# Task
Select and reproduce each line of the listing below that bears the string "exactly".

-- Input data follows --

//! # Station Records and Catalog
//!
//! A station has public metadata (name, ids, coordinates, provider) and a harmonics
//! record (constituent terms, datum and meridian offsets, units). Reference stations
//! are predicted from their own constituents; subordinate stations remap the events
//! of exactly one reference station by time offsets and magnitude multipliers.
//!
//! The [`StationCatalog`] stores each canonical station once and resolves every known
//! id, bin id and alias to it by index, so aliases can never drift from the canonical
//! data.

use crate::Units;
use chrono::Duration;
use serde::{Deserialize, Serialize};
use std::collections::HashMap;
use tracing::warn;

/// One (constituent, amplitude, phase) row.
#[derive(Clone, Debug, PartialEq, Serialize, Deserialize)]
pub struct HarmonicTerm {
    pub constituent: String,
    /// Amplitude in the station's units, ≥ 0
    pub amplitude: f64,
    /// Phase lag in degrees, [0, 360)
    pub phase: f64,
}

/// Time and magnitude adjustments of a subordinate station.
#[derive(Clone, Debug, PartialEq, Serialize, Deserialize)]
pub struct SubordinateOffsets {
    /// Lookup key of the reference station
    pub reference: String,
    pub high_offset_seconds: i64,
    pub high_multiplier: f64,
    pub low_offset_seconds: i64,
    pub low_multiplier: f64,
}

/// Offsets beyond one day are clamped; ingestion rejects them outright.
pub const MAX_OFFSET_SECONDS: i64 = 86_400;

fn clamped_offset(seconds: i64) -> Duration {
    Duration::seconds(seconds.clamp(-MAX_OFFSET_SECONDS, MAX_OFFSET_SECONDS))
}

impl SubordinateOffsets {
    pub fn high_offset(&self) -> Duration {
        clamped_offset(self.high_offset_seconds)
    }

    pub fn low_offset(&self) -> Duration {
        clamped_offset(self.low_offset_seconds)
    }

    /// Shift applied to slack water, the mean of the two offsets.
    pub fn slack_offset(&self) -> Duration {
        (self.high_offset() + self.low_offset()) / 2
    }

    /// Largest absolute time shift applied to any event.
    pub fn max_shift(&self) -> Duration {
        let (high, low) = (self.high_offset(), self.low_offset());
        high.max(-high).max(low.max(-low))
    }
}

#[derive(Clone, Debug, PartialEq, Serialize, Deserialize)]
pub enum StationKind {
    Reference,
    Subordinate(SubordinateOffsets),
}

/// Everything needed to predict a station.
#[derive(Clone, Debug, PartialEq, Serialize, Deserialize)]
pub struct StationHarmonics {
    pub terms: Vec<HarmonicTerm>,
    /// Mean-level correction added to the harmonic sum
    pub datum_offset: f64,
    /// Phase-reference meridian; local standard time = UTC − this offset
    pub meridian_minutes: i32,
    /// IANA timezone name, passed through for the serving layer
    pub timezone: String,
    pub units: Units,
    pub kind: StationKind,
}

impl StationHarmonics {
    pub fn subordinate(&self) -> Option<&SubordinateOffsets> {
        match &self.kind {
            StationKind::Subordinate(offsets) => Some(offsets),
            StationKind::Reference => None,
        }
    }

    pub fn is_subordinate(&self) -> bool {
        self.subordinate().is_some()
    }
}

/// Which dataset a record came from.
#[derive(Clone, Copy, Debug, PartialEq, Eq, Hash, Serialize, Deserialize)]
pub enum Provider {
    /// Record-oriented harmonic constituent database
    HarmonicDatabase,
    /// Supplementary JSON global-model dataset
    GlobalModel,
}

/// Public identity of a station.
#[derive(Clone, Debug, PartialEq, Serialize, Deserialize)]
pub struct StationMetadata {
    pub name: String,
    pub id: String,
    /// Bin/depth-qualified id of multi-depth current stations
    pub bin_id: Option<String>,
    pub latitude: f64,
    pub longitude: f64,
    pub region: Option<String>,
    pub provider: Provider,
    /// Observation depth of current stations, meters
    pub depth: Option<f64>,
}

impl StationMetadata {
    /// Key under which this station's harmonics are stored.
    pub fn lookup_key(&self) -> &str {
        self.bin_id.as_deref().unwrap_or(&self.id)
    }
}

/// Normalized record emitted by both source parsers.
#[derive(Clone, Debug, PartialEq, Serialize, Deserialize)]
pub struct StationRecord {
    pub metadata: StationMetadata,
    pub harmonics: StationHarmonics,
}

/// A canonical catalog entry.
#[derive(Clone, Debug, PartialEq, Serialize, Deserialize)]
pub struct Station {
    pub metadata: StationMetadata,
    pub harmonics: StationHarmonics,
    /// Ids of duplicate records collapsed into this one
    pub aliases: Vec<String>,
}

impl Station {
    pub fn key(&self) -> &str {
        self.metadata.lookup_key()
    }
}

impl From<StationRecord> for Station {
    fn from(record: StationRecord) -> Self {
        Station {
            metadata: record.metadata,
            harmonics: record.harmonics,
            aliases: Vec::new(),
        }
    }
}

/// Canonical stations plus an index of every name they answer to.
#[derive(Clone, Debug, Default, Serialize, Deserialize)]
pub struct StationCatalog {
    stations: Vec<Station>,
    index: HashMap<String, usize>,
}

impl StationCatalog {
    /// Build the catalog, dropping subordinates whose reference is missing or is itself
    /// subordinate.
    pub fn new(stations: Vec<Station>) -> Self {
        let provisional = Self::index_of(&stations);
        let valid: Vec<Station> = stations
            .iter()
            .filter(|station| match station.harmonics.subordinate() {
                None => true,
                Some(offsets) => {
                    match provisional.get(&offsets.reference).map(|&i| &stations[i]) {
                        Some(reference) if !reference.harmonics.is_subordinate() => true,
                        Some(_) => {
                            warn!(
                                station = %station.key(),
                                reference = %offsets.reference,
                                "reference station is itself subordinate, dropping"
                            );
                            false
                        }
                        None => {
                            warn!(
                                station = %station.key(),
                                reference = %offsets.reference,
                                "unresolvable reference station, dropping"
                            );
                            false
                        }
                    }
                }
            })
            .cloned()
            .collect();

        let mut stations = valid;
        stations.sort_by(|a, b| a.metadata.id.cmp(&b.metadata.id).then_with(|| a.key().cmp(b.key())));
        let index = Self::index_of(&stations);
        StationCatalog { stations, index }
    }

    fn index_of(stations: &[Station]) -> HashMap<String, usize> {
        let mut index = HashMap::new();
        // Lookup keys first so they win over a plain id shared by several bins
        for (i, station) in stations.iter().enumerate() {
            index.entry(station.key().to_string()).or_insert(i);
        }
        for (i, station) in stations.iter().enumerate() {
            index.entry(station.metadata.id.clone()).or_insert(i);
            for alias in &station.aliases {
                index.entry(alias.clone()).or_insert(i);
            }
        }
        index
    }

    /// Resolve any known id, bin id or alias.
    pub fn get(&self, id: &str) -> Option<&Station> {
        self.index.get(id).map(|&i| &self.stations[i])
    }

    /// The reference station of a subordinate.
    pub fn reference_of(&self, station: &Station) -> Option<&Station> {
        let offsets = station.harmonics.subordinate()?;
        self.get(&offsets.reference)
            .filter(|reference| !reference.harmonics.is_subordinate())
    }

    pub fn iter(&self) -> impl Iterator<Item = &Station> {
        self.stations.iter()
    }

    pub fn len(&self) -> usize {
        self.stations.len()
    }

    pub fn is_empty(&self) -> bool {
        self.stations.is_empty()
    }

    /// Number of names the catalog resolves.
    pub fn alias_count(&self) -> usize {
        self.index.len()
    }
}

-- Input data concluded --
-- Input data follows --

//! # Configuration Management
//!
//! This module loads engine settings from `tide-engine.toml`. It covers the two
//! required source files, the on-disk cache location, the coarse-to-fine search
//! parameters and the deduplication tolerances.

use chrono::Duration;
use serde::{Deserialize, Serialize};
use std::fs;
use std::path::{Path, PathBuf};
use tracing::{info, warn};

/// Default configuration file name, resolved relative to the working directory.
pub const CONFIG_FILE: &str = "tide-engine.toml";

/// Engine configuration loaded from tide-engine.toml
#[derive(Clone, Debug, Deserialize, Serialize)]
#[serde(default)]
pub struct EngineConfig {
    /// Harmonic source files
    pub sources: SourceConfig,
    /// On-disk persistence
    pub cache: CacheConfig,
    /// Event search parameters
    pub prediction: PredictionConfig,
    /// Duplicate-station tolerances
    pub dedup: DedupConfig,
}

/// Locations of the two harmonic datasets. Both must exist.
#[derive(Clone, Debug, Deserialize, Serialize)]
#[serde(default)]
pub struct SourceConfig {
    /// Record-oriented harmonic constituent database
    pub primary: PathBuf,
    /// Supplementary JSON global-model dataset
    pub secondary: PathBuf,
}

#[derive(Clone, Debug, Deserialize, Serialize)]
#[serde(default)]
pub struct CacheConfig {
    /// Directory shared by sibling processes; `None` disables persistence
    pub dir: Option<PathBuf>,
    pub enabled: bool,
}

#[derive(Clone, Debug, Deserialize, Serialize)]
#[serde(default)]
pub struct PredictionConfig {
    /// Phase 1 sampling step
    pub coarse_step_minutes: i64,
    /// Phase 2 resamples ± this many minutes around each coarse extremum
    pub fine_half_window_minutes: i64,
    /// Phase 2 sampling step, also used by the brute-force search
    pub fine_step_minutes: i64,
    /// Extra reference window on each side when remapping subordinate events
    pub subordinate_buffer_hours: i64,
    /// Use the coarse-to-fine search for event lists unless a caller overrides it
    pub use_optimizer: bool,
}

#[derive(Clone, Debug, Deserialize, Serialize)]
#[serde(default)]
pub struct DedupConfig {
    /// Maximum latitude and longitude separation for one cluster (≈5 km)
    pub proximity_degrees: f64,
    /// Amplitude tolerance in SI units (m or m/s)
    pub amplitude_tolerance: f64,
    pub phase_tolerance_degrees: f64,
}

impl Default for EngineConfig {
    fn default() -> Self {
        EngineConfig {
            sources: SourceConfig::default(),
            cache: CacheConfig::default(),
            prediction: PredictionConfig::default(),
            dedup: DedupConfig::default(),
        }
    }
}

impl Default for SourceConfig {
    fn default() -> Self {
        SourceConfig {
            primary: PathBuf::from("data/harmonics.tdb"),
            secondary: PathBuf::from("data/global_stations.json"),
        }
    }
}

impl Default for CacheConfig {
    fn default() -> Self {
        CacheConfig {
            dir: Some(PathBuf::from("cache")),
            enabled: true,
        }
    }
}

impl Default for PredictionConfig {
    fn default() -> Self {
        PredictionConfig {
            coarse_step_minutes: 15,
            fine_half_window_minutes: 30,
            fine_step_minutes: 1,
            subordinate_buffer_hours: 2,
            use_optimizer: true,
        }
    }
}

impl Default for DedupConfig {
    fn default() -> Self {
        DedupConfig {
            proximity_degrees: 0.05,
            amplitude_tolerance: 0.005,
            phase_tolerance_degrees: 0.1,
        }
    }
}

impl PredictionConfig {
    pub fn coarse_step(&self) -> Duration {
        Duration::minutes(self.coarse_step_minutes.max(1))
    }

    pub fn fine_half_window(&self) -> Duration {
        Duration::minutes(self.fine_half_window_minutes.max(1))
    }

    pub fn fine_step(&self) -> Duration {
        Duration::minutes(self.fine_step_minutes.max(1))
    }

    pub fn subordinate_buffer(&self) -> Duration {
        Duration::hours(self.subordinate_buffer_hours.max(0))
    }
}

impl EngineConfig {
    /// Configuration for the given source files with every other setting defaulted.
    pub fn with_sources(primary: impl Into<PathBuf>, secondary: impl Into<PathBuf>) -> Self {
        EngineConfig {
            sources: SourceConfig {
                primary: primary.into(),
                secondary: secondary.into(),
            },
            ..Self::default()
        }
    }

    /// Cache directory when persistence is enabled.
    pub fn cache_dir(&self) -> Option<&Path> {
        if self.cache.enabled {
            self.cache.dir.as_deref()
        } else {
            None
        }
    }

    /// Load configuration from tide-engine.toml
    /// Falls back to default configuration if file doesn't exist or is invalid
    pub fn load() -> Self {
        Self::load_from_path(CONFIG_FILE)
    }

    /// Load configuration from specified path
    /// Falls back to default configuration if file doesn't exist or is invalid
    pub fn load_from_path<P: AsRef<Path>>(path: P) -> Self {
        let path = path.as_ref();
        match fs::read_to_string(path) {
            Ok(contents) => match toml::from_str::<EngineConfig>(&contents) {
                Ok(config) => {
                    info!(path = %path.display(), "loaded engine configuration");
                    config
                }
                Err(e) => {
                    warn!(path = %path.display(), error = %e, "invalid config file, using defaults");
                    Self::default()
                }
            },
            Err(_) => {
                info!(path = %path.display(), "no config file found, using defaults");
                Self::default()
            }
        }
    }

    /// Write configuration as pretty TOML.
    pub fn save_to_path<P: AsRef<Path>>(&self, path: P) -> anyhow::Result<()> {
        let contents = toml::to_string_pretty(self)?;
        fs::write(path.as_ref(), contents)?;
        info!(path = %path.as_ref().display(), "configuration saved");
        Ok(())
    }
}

-- Input data concluded --
-- Input data follows --

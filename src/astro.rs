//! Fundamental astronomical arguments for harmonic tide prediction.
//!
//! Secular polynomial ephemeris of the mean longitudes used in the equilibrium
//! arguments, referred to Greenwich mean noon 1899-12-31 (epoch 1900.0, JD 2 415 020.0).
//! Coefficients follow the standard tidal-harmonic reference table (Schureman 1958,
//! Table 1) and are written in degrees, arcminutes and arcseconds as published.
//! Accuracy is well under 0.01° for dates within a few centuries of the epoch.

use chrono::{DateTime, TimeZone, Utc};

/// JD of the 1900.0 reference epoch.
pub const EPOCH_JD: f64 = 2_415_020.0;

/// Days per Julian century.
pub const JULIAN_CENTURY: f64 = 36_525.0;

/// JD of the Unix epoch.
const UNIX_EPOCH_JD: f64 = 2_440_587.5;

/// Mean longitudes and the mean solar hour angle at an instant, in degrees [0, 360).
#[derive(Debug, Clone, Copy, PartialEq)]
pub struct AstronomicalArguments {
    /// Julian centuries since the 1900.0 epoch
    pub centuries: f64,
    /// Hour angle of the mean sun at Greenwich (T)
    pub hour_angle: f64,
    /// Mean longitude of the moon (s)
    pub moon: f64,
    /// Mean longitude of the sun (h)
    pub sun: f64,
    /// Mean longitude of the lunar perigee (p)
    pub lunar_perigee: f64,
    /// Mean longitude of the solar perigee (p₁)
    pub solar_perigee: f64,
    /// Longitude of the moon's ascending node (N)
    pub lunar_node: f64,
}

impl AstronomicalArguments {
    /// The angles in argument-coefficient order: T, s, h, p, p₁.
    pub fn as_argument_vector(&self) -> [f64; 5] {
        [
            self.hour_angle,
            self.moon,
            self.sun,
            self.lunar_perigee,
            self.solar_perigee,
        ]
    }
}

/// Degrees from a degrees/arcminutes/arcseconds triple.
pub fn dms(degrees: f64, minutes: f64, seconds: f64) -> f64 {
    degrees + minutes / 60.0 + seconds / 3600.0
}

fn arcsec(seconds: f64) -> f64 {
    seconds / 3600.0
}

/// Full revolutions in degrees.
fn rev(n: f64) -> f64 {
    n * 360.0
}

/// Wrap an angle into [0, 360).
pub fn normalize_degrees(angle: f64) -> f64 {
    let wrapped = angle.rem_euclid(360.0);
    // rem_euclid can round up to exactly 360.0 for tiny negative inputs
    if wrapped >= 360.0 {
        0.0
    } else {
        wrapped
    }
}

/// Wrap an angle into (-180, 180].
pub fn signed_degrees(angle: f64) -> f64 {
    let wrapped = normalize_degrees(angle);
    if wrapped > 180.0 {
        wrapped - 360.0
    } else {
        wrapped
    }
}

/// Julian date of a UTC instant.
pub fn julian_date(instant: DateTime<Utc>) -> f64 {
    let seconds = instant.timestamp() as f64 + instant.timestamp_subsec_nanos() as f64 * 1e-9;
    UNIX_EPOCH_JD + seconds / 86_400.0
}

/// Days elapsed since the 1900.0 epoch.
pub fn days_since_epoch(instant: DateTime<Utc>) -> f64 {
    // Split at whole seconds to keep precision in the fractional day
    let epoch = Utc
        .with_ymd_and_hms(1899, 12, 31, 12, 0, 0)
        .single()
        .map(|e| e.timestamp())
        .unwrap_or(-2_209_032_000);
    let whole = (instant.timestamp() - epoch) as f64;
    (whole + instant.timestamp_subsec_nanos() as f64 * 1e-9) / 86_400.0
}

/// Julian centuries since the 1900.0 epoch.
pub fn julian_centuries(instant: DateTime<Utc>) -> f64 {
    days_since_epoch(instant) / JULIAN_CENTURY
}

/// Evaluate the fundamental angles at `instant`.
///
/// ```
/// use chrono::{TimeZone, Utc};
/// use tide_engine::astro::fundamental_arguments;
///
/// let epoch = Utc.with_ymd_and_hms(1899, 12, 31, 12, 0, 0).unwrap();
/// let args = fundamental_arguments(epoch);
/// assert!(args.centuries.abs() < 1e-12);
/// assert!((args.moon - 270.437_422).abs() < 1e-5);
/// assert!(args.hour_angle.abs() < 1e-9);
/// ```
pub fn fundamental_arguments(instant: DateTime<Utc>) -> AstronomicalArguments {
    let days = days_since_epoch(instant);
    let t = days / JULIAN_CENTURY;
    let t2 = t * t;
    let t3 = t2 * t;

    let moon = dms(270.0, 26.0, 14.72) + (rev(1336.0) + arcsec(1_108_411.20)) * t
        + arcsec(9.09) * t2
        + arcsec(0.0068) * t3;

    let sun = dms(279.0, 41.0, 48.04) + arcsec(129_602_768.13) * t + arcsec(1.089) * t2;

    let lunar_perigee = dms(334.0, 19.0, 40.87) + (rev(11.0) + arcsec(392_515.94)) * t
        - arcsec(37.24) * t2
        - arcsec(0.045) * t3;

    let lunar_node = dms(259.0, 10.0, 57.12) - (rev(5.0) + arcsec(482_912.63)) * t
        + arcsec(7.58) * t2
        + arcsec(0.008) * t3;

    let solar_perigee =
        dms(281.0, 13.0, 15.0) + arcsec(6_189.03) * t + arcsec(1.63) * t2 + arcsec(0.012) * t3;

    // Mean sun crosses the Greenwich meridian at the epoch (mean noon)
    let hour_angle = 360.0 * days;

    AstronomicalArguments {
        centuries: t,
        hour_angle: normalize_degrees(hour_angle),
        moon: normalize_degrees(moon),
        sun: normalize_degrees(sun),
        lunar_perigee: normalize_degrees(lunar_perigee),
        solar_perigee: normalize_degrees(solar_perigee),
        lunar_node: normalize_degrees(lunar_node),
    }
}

-- Input data concluded --

# Reply
//! of exactly one reference station by time offsets and magnitude multipliers.
    // rem_euclid can round up to exactly 360.0 for tiny negative inputs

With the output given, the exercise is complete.